Beban pokok pendapatan turun 21 persen menjadi USD 1,95 miliar pada 2020 dari periode sama tahun sebelumnya USD 2,49 miliar.
Beban pendapatan menyusut seiring hasil penurunan nisbah kupas maupun harga bahan bakar. Nisbah kupas pada 2020 mencapai 3,84 kali di bawah panduan yang ditetapkan sebesar 4,3 kali karena kondisi cuaca tidak mendukung pada 2020.
Biaya kas batu bara per ton (tidak termasuk royalty) turun 21 persen year on year karena perseroan mencatat nisbah kupas dan biaya bahan bakar yang lebih rendah secara year on year.
Beban usaha Adaro Energy turun 29 persen menjadi USD 165 juta pada 2020 dibandingkan periode sama tahun sebelumnya USD 233 juta.
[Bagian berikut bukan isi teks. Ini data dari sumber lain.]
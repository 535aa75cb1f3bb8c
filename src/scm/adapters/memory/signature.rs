//! Webhook body signatures for the in-memory backend.

use crate::scm::ports::{ScmError, ScmResult};
use hmac::{Hmac, Mac};
use sha2::Sha256;

type HmacSha256 = Hmac<Sha256>;

/// Header carrying the payload signature.
pub const SIGNATURE_HEADER: &str = "x-memory-signature";

const SIGNATURE_PREFIX: &str = "sha256=";

/// Signs `payload` with `secret`, producing a `sha256=<hex>` header value.
///
/// # Errors
///
/// Returns [`ScmError::Provider`] when the key is rejected by the MAC.
pub fn sign_payload(secret: &str, payload: &[u8]) -> ScmResult<String> {
    let mut mac = HmacSha256::new_from_slice(secret.as_bytes())
        .map_err(|err| ScmError::provider(500, err.to_string()))?;
    mac.update(payload);
    Ok(format!(
        "{SIGNATURE_PREFIX}{}",
        hex::encode(mac.finalize().into_bytes())
    ))
}

/// Checks a `sha256=<hex>` header value against `payload`.
///
/// The comparison is constant-time.
#[must_use]
pub fn verify_signature(secret: &str, payload: &[u8], header_value: &str) -> bool {
    let Some(encoded) = header_value.strip_prefix(SIGNATURE_PREFIX) else {
        return false;
    };
    let Ok(expected) = hex::decode(encoded) else {
        return false;
    };
    let Ok(mut mac) = HmacSha256::new_from_slice(secret.as_bytes()) else {
        return false;
    };
    mac.update(payload);
    mac.verify_slice(&expected).is_ok()
}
Hal ini akibat penurunan 45 persen pada beban penjualan dan pemasaran, serta penurunan 44 persen pada biaya profesional.
Saksikan Video Pilihan di Bawah Ini
Kinerja Ekuitas dan Kewajiban Adaro
EBITDA operasional turun 27 persen menjadi USD 883 juta pada 2020, atau sedikit lebih tinggi dari pada panduan EBITDA operasional pada 2020 yang ditetapkan pada kisaran USD 600-USD 800 juta.
Marjin EBITDA operasional tetap sehat sebesar 35 persen karena perusahaan terus meningkatkan efisiensi operasional dan pengendalian biaya di tengah penurunan harga batu bara. Selain itu, kontribusi dari bisnis non pertambangan batu bara memberikan dukungan laba di tengah kondisi yang sulit.
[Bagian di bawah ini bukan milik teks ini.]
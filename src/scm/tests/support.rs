//! Shared builders for router unit tests.

use crate::scm::{
    adapters::RecordingErrorReporter,
    domain::{
        DISPLAY_NAME_KEY, HookType, ParsedHook, PluginOptions, RouterConfig, ScmContext,
        ScmDescriptor,
    },
    ports::{MockScm, Scm},
    services::{PluginCatalog, ScmRouter, ScmRouterResult},
};
use std::sync::Arc;

/// Router type used throughout the unit tests.
pub type TestRouter = ScmRouter<RecordingErrorReporter>;

/// Creates a mock backend that reports `scm_context` as its only key.
pub fn mock_scm(scm_context: &str) -> MockScm {
    let mut scm = MockScm::new();
    scm.expect_scm_contexts()
        .return_const(vec![scm_context.to_owned()]);
    scm
}

/// Creates options carrying only a display name.
pub fn options(display_name: &str) -> PluginOptions {
    PluginOptions::new().with(DISPLAY_NAME_KEY, display_name)
}

/// Creates an array-form descriptor for `plugin`.
pub fn descriptor(plugin: &str) -> ScmDescriptor {
    ScmDescriptor::new(plugin, options(plugin)).expect("descriptor should be valid")
}

/// Wraps a backend in a factory that always hands out the same instance.
pub fn with_backend(catalog: PluginCatalog, plugin: &str, scm: Arc<dyn Scm>) -> PluginCatalog {
    catalog.with_plugin(plugin, move |_| Ok(Arc::clone(&scm)))
}

/// Builds a router over `backends`, loaded in the given order as plugins
/// `mock0`, `mock1`, and so on.
pub fn router_over(
    backends: Vec<MockScm>,
) -> (ScmRouterResult<TestRouter>, RecordingErrorReporter) {
    let mut catalog = PluginCatalog::new();
    let mut descriptors = Vec::new();
    for (index, backend) in backends.into_iter().enumerate() {
        let plugin = format!("mock{index}");
        catalog = with_backend(catalog, &plugin, Arc::new(backend));
        descriptors.push(descriptor(&plugin));
    }
    let reporter = RecordingErrorReporter::new();
    let router = ScmRouter::new(
        RouterConfig::new(descriptors),
        catalog,
        Arc::new(reporter.clone()),
    );
    (router, reporter)
}

/// Builds a router that must construct successfully.
pub fn router(backends: Vec<MockScm>) -> (TestRouter, RecordingErrorReporter) {
    let (router, reporter) = router_over(backends);
    (router.expect("router should construct"), reporter)
}

/// Creates a minimal parsed push hook for `scm_context`.
pub fn push_hook(scm_context: &str) -> ParsedHook {
    ParsedHook {
        scm_context: ScmContext::new(scm_context).expect("valid context"),
        hook_type: HookType::Repo,
        action: "push".to_owned(),
        branch: "main".to_owned(),
        checkout_url: "https://example.com/org/repo.git".to_owned(),
        hook_id: "delivery-1".to_owned(),
        sha: "abc123".to_owned(),
        username: "octocat".to_owned(),
        pr_num: None,
        pr_ref: None,
        last_commit_message: None,
        changed_files: Vec::new(),
    }
}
PT Adaro Energy Tbk membayarkan royalti kepada pemerintah Indonesia turun 29 persen menjadi USD 271 juta pada 2020. Hal ini sejalan dengan penurunan pendapatan usaha pada 2020.
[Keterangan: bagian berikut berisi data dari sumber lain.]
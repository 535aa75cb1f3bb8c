//! Settings accepted by the in-memory backend.

use crate::scm::{
    domain::{ConfigMap, PluginOptions, ReadOnlyInfo},
    ports::{ScmError, ScmResult},
};
use serde::{Deserialize, Serialize};

/// Plugin name the in-memory backend is registered under.
pub const MEMORY_PLUGIN_NAME: &str = "memory";

/// Context prefix for in-memory backends.
pub const MEMORY_PROVIDER: &str = "memory";

const DEFAULT_HOSTNAME: &str = "memory.local";
const DEFAULT_DISPLAY_NAME: &str = "In-memory SCM";
const DEFAULT_EVENT_HEADER: &str = "x-memory-event";

/// Configuration for [`super::InMemoryScm`], read from plugin options.
///
/// Unknown keys are ignored so the shared options block can carry settings
/// meant for other backends.
#[derive(Debug, Clone, PartialEq, Serialize, Deserialize)]
#[serde(rename_all = "camelCase", default)]
pub struct InMemoryScmSettings {
    /// Host the backend serves; also forms its context key.
    pub hostname: String,
    /// Human-readable backend name.
    pub display_name: String,
    /// Header whose presence marks a webhook as ours.
    pub webhook_event_header: String,
    /// Secret for the optional `x-memory-signature` body check.
    pub webhook_secret: Option<String>,
    /// Read-only mode settings.
    pub read_only: ReadOnlyInfo,
    /// Logins treated as enterprise members.
    pub enterprise_users: Vec<String>,
    /// Whether deploy keys are generated for new pipelines.
    pub auto_deploy_key_generation: bool,
    /// Notification settings returned by bell configuration.
    pub bell: ConfigMap,
}

impl Default for InMemoryScmSettings {
    fn default() -> Self {
        Self {
            hostname: DEFAULT_HOSTNAME.to_owned(),
            display_name: DEFAULT_DISPLAY_NAME.to_owned(),
            webhook_event_header: DEFAULT_EVENT_HEADER.to_owned(),
            webhook_secret: None,
            read_only: ReadOnlyInfo::default(),
            enterprise_users: Vec::new(),
            auto_deploy_key_generation: false,
            bell: ConfigMap::new(),
        }
    }
}

impl InMemoryScmSettings {
    /// Creates default settings for `hostname`.
    #[must_use]
    pub fn for_hostname(hostname: impl Into<String>) -> Self {
        Self {
            hostname: hostname.into(),
            ..Self::default()
        }
    }

    /// Reads settings from merged plugin options.
    ///
    /// # Errors
    ///
    /// Returns [`ScmError::Backend`] when a known key has the wrong type.
    pub fn from_options(options: &PluginOptions) -> ScmResult<Self> {
        serde_json::from_value(options.clone().into_value()).map_err(ScmError::backend)
    }

    /// Returns the context key for these settings.
    #[must_use]
    pub fn scm_context(&self) -> String {
        format!("{MEMORY_PROVIDER}:{}", self.hostname)
    }
}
Perseroan mencatat aset turun 12 persen menjadi USD 6,38 miliar pada 2020. Aset lancar turun 18 persen menjadi USD 1,73 miliar terutama karena penurunan kas dan piutang usaha dari pihak ketiga.
Aset non lancar turun 9 persen menjadi USD 4,65 miliar terutama karena penurunan investasi pada perusahaan patungan, penurunan properti tambang dan aset tetap. Pada akhir 2020, saldo kas pada posisi USD 1,17 miliar.
Kewajiban perseroan turun 25 persen dibandingkan periode sama tahun sebelumnya menjadi USD 2,43 miliar. Hal ini seiring perseroan membayar sebagian utang bank dan membukukan penurunan kewajiban pajak yang ditangguhkan karena penurunan properti pertambangan dan penyesuaian tarif pajak.
Kewajiban lancar turun 7 persen menjadi USD 1,14 miliar, sementara kewajiban non lancar susut 36 persen secara year on year (YoY). Ekuitas turun satu persen menjadi USD 3,95 miliar pada 2020 dibandingkan periode sama tahun sebelumnya USD 3,98 miliar.